Problem details: Exactly the lines below from the one with "filename src/statement/ext.rs" up to and including the one with "fn bind_dse_point(&mut self, index: usize, x: f64, y: f64)" make up the answer, with nothing else added.

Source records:
== == ==

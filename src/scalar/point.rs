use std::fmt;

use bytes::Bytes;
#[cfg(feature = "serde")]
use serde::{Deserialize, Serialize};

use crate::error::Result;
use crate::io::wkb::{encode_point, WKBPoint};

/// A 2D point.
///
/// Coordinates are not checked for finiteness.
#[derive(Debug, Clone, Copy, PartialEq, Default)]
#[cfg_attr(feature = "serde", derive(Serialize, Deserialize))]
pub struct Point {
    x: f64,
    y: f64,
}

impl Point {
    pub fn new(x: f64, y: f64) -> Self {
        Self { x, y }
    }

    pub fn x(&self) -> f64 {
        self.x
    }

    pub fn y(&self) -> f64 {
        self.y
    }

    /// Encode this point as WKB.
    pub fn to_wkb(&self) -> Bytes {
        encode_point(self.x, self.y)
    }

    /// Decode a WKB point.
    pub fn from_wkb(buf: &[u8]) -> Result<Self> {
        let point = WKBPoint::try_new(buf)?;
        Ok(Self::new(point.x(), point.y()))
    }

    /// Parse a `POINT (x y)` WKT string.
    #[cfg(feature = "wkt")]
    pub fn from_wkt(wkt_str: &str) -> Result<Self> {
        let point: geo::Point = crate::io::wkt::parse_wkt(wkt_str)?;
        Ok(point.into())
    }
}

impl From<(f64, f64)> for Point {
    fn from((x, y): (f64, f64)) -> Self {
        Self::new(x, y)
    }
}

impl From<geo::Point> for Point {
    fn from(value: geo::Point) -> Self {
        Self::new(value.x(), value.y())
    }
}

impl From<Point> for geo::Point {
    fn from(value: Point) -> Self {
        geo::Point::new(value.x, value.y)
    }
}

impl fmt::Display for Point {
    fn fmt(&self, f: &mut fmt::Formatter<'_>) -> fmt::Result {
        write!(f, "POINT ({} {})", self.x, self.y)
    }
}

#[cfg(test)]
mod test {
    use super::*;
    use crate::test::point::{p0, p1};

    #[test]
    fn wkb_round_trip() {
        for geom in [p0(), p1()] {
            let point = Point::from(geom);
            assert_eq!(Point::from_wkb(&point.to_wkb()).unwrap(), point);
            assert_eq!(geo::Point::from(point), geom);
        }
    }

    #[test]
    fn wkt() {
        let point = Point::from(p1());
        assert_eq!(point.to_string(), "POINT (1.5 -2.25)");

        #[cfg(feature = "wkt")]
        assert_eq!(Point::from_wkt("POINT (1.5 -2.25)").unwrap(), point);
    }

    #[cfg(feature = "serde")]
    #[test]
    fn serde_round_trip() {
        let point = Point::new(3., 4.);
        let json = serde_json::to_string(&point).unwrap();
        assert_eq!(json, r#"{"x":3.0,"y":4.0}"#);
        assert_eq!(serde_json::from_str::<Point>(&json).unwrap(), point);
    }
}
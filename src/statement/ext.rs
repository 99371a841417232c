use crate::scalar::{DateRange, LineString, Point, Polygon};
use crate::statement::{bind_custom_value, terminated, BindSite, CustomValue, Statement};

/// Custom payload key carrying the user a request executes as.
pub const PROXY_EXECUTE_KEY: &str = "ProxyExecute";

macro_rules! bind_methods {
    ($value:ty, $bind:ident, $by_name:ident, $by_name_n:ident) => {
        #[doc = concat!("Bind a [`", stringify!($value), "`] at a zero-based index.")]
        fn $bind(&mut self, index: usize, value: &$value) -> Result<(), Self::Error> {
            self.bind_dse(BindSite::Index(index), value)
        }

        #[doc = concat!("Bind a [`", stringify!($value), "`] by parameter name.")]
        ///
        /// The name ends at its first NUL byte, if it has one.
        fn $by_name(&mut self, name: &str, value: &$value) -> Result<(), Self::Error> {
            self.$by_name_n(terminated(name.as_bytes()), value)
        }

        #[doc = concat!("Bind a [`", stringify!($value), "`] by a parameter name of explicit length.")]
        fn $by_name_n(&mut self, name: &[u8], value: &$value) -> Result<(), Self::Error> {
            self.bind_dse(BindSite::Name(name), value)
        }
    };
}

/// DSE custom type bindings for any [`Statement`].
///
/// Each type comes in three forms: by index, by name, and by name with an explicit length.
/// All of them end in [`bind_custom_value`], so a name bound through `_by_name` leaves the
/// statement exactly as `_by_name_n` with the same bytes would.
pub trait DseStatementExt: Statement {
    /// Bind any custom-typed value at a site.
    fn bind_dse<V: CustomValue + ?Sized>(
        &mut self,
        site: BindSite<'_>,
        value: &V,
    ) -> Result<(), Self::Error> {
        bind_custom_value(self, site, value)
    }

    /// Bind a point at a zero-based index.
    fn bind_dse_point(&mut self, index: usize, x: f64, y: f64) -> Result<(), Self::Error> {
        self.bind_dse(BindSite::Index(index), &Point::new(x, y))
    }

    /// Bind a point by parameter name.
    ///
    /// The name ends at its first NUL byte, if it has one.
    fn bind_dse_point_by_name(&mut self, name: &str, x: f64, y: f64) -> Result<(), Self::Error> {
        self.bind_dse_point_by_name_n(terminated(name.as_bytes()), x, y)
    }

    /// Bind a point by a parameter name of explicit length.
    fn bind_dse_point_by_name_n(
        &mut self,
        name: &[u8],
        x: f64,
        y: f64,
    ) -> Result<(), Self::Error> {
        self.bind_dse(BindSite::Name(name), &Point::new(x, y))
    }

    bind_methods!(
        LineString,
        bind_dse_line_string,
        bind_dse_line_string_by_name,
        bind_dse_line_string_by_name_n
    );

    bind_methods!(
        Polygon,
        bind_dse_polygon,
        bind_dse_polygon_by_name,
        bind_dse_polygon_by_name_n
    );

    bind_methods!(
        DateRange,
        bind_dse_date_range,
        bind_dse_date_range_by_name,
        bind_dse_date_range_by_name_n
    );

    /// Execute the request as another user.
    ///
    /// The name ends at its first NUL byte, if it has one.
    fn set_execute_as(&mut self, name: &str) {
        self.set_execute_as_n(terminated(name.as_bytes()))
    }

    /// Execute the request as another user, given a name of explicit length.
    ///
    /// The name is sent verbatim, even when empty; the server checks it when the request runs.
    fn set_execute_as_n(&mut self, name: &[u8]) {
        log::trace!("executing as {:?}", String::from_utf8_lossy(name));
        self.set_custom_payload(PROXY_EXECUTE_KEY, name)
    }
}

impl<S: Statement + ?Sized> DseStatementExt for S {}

== == ==

Solution:
filename src/statement/ext.rs
repository 99371a841417232c
use crate::scalar::{DateRange, LineString, Point, Polygon};
use crate::statement::{bind_custom_value, terminated, BindSite, CustomValue, Statement};

/// Custom payload key carrying the user a request executes as.
pub const PROXY_EXECUTE_KEY: &str = "ProxyExecute";

macro_rules! bind_methods {
    ($value:ty, $bind:ident, $by_name:ident, $by_name_n:ident) => {
        #[doc = concat!("Bind a [`", stringify!($value), "`] at a zero-based index.")]
        fn $bind(&mut self, index: usize, value: &$value) -> Result<(), Self::Error> {
            self.bind_dse(BindSite::Index(index), value)
        }

        #[doc = concat!("Bind a [`", stringify!($value), "`] by parameter name.")]
        ///
        /// The name ends at its first NUL byte, if it has one.
        fn $by_name(&mut self, name: &str, value: &$value) -> Result<(), Self::Error> {
            self.$by_name_n(terminated(name.as_bytes()), value)
        }

        #[doc = concat!("Bind a [`", stringify!($value), "`] by a parameter name of explicit length.")]
        fn $by_name_n(&mut self, name: &[u8], value: &$value) -> Result<(), Self::Error> {
            self.bind_dse(BindSite::Name(name), value)
        }
    };
}

/// DSE custom type bindings for any [`Statement`].
///
/// Each type comes in three forms: by index, by name, and by name with an explicit length.
/// All of them end in [`bind_custom_value`], so a name bound through `_by_name` leaves the
/// statement exactly as `_by_name_n` with the same bytes would.
pub trait DseStatementExt: Statement {
    /// Bind any custom-typed value at a site.
    fn bind_dse<V: CustomValue + ?Sized>(
        &mut self,
        site: BindSite<'_>,
        value: &V,
    ) -> Result<(), Self::Error> {
        bind_custom_value(self, site, value)
    }

    /// Bind a point at a zero-based index.
    fn bind_dse_point(&mut self, index: usize, x: f64, y: f64) -> Result<(), Self::Error> {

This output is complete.